**Data for review:**
::::
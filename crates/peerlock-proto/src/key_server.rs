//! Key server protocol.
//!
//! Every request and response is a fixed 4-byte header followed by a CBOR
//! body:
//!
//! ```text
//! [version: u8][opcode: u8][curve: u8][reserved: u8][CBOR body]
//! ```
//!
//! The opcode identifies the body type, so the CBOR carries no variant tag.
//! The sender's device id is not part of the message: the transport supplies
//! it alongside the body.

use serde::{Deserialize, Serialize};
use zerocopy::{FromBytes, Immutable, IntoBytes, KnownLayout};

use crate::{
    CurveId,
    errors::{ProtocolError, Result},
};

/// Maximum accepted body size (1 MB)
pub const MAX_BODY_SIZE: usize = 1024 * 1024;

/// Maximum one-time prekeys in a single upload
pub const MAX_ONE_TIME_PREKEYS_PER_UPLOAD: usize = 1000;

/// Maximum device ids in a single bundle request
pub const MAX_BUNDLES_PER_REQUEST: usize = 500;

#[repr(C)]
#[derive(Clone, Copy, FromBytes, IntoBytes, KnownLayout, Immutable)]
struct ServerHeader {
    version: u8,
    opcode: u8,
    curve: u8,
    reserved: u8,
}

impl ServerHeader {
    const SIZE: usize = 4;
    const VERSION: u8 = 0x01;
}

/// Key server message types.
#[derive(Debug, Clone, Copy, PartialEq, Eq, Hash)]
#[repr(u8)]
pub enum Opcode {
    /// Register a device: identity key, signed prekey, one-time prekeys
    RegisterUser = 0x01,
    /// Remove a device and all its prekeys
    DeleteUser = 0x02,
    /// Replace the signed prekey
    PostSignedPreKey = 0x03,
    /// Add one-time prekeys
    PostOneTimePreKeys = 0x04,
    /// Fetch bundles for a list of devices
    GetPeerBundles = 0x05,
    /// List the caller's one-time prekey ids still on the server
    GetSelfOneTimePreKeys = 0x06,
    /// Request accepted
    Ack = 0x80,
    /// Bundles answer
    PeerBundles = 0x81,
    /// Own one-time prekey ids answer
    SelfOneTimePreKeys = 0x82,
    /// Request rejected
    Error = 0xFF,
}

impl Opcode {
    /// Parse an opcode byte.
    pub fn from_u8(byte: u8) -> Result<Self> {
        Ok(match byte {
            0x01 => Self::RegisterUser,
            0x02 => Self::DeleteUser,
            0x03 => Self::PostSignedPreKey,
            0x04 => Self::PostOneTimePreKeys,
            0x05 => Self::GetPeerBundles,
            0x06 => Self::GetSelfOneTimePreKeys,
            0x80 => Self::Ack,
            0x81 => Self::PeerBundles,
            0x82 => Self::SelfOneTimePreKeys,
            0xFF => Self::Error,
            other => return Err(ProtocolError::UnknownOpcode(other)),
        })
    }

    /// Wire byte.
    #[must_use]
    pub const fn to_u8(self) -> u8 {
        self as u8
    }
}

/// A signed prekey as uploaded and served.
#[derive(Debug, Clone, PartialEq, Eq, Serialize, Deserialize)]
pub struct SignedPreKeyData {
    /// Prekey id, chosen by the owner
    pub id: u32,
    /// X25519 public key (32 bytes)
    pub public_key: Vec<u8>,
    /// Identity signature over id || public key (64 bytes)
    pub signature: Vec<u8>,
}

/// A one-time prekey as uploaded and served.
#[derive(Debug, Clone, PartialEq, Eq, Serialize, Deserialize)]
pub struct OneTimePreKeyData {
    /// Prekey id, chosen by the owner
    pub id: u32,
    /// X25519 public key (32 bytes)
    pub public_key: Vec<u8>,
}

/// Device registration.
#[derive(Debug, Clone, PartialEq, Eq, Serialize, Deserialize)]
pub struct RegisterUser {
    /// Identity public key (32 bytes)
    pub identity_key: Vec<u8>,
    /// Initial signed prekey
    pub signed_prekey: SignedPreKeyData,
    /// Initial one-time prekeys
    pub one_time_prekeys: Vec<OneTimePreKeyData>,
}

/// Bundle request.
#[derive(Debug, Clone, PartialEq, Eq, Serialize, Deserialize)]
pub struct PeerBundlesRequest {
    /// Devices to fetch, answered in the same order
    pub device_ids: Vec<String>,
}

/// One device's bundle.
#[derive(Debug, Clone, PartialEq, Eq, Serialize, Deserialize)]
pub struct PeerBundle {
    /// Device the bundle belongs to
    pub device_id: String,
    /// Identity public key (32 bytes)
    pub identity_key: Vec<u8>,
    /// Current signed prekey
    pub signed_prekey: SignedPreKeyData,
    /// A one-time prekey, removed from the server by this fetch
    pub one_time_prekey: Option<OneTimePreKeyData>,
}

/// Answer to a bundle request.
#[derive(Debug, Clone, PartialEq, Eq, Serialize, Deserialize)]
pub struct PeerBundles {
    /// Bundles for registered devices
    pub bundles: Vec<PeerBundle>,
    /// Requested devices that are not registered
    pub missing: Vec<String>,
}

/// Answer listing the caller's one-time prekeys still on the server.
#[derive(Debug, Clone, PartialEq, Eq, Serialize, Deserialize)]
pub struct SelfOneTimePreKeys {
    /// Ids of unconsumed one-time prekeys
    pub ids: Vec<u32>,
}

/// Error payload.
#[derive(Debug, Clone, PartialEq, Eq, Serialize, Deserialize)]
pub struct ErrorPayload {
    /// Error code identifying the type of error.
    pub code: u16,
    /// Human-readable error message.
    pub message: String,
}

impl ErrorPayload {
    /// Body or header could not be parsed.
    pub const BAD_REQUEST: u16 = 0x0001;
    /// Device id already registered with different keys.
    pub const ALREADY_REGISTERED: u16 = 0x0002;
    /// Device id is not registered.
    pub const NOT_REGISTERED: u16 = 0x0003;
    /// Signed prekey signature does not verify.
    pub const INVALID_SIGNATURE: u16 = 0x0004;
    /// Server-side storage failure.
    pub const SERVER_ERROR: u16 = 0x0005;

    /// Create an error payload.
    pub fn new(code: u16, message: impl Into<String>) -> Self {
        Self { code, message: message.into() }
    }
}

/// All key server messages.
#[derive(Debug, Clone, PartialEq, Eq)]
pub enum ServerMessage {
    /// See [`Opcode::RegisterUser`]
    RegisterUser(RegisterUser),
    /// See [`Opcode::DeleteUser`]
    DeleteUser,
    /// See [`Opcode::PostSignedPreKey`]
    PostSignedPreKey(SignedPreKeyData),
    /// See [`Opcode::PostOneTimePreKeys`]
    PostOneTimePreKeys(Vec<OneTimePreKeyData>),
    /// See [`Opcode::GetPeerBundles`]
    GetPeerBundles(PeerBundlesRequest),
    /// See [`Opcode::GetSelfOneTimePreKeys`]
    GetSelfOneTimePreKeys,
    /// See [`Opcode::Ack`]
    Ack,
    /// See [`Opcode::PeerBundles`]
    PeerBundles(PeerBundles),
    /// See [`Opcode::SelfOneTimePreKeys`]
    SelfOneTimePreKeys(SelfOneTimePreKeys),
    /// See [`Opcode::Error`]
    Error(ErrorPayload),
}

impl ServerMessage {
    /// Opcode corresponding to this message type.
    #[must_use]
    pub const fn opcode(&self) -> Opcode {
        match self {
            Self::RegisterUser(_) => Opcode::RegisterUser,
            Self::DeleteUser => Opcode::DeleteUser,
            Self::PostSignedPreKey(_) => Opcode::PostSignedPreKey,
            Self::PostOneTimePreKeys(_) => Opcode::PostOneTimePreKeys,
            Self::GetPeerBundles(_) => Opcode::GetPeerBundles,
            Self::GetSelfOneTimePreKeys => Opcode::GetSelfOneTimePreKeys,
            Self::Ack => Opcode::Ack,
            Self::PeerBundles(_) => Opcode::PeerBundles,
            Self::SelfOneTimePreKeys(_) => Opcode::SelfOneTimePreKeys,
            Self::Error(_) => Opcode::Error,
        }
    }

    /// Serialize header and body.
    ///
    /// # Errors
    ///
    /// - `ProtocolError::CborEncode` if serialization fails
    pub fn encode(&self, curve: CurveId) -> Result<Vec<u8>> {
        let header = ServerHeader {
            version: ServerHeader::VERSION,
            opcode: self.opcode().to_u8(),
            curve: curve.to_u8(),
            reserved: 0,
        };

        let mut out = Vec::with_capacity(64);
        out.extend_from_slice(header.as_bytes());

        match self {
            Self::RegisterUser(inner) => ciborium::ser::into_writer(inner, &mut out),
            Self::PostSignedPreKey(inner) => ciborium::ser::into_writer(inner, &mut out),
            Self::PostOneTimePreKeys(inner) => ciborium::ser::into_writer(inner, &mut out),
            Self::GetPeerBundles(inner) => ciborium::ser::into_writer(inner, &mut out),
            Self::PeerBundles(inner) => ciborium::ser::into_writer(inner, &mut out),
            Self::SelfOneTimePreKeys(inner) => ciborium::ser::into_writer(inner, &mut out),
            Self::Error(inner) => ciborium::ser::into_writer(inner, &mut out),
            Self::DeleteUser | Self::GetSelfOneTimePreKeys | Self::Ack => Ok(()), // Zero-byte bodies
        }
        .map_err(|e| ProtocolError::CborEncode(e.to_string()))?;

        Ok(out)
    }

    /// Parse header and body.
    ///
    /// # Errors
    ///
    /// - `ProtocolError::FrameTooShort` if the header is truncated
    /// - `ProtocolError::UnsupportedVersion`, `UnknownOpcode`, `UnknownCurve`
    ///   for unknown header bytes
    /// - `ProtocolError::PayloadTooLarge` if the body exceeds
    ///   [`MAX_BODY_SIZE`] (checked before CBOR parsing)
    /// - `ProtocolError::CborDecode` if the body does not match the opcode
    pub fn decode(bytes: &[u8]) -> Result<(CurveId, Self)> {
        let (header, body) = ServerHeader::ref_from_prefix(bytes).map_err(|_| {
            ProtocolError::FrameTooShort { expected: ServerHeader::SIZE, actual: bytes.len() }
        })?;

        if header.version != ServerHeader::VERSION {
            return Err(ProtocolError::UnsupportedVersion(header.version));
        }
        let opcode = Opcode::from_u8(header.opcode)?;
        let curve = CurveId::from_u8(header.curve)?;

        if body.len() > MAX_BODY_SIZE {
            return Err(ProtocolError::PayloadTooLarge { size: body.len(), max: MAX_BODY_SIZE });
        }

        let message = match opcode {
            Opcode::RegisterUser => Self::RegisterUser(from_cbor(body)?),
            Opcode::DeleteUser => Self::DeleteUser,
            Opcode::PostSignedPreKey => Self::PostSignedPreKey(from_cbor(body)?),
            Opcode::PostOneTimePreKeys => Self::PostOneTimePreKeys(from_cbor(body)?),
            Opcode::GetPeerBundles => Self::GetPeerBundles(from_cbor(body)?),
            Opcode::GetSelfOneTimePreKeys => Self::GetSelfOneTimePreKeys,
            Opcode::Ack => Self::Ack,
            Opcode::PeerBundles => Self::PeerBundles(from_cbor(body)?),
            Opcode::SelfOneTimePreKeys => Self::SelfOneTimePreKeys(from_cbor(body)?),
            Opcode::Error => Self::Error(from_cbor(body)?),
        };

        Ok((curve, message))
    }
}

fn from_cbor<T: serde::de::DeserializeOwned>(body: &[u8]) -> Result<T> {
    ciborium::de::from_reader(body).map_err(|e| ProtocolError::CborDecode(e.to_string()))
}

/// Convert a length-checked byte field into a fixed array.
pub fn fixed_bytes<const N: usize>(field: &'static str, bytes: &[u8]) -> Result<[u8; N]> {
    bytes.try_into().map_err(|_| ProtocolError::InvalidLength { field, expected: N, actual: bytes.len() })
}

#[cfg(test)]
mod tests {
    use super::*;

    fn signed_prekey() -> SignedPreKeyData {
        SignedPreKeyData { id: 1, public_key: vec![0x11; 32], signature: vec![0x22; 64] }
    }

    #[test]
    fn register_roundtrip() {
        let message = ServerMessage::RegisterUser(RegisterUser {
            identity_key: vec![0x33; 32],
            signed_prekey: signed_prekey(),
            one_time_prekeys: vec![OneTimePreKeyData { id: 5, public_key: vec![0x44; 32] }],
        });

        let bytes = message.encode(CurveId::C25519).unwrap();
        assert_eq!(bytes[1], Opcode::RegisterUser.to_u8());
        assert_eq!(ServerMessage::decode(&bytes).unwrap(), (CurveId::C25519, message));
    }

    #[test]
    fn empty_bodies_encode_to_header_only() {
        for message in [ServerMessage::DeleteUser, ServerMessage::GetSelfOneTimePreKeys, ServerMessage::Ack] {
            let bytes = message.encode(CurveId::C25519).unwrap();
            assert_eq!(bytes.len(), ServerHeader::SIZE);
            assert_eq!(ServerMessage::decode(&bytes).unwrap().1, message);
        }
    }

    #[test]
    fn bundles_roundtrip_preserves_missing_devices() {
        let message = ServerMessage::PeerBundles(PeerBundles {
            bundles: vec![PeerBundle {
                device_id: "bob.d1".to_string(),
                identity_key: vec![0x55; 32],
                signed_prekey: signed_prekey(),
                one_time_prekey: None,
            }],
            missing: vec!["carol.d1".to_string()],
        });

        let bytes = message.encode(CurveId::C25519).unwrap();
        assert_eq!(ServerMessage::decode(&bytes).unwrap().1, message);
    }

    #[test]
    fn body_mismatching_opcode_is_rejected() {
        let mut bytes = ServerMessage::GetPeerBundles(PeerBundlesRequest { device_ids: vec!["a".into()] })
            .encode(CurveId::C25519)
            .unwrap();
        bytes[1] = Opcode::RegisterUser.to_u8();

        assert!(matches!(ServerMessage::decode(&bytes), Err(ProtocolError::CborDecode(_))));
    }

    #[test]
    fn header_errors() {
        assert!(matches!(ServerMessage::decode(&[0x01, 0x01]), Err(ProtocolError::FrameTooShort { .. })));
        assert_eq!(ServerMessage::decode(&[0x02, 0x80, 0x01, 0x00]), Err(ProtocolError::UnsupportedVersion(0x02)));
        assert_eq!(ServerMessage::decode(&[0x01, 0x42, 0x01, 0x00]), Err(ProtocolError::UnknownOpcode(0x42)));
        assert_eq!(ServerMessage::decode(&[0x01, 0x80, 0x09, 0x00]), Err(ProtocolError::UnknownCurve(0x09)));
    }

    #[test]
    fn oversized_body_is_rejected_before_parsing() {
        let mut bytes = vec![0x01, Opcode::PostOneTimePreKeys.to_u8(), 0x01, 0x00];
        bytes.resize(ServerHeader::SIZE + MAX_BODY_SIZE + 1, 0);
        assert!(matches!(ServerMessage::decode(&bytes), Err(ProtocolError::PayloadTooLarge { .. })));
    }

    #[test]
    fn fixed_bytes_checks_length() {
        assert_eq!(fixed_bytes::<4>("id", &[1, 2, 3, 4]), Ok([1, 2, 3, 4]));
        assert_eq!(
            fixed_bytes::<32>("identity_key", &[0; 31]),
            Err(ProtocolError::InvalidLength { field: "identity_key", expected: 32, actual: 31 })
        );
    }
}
::::
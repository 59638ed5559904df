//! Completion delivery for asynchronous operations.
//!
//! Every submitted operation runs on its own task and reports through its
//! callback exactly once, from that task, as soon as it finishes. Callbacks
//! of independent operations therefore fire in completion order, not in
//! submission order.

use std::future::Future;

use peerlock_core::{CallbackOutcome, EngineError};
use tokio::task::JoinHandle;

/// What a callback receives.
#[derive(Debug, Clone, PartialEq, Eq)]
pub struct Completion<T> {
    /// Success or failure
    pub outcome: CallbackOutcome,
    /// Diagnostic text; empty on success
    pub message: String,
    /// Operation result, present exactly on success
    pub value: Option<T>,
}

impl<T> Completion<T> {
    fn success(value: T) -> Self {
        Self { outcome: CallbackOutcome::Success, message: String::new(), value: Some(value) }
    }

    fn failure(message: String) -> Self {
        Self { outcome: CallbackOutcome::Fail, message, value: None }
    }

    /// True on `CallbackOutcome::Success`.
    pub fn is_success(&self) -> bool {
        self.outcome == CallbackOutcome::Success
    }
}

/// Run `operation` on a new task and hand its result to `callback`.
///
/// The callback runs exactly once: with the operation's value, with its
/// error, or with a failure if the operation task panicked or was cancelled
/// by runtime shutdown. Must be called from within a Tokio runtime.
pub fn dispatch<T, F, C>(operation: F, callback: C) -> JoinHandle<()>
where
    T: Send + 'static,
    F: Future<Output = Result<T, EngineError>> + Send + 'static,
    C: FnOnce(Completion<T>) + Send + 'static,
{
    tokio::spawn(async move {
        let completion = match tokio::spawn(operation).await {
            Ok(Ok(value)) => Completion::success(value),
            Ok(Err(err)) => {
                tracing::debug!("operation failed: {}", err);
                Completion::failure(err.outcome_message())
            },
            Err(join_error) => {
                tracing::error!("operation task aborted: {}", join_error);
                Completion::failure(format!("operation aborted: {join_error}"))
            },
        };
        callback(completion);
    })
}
::::
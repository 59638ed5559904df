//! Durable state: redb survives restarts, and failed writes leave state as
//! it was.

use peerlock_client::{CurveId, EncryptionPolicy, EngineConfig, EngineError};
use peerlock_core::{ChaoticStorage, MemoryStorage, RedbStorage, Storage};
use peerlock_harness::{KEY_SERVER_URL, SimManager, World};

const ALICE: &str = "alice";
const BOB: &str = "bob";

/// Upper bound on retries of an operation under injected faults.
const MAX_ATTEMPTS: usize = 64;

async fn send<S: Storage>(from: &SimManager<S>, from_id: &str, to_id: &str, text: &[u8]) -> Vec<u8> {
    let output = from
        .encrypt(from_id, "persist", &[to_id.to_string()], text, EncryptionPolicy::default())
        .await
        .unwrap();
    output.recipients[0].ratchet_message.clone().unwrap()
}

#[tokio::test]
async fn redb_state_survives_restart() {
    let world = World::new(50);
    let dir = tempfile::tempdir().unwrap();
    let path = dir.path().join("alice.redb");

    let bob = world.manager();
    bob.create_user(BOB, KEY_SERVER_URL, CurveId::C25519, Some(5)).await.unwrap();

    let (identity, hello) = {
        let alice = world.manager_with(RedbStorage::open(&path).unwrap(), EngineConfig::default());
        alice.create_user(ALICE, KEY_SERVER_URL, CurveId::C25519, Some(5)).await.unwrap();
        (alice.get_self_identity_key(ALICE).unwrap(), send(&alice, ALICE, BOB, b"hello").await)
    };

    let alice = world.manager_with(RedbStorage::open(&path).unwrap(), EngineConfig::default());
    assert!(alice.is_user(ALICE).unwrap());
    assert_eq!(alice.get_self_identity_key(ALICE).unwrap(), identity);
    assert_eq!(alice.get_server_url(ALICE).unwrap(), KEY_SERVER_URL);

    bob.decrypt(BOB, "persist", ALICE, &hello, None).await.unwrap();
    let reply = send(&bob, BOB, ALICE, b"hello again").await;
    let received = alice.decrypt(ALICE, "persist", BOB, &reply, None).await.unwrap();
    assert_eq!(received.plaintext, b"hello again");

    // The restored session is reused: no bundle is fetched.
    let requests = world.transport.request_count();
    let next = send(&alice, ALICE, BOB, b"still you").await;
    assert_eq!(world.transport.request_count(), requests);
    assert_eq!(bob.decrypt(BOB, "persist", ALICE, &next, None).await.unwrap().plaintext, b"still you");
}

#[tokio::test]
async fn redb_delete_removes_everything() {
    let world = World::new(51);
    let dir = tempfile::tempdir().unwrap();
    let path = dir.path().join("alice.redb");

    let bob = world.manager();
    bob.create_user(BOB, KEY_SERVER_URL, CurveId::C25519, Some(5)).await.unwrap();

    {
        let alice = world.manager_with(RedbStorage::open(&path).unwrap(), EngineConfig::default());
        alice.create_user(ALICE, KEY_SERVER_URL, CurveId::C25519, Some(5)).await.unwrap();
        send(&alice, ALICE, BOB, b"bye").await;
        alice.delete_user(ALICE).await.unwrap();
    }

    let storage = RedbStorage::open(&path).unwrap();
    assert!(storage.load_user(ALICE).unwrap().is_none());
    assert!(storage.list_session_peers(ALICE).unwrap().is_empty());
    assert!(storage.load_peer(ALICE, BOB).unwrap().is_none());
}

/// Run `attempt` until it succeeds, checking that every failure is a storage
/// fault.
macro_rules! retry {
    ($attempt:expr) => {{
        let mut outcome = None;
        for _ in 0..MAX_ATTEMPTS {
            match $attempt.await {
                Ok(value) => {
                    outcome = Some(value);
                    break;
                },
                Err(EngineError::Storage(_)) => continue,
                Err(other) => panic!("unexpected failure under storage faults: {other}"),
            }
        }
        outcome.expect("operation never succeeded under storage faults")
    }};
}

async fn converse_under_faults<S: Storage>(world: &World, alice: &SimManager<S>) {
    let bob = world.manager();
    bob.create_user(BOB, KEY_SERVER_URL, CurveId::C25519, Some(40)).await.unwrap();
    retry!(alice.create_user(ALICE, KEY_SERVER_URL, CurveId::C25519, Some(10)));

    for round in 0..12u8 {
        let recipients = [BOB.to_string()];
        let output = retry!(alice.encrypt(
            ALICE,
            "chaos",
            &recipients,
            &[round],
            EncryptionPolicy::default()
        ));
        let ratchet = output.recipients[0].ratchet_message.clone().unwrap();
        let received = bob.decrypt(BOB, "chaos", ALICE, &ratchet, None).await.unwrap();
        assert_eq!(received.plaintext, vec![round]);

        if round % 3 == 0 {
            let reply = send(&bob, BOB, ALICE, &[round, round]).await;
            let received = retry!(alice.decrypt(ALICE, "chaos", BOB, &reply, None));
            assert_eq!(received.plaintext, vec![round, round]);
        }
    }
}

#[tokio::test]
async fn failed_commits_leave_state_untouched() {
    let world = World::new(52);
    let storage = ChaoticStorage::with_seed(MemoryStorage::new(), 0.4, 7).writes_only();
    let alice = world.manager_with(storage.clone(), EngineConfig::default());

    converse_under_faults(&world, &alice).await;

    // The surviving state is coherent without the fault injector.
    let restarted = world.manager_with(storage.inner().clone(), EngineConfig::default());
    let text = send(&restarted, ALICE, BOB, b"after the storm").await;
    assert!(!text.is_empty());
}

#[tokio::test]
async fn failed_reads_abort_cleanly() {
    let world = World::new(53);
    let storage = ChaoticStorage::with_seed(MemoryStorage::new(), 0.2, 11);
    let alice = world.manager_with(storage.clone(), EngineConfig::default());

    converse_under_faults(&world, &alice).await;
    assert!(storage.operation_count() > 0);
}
::::
**The problem:** Go through the listing above and write out exactly the lines starting with the one holding "filename crates/peerlock-proto/src/key_server.rs" and running through the one holding "size (1 MB)", ends included, and no others.

**Written solution:**
filename crates/peerlock-proto/src/key_server.rs
//! Key server protocol.
//!
//! Every request and response is a fixed 4-byte header followed by a CBOR
//! body:
//!
//! ```text
//! [version: u8][opcode: u8][curve: u8][reserved: u8][CBOR body]
//! ```
//!
//! The opcode identifies the body type, so the CBOR carries no variant tag.
//! The sender's device id is not part of the message: the transport supplies
//! it alongside the body.

use serde::{Deserialize, Serialize};
use zerocopy::{FromBytes, Immutable, IntoBytes, KnownLayout};

use crate::{
    CurveId,
    errors::{ProtocolError, Result},
};

/// Maximum accepted body size (1 MB)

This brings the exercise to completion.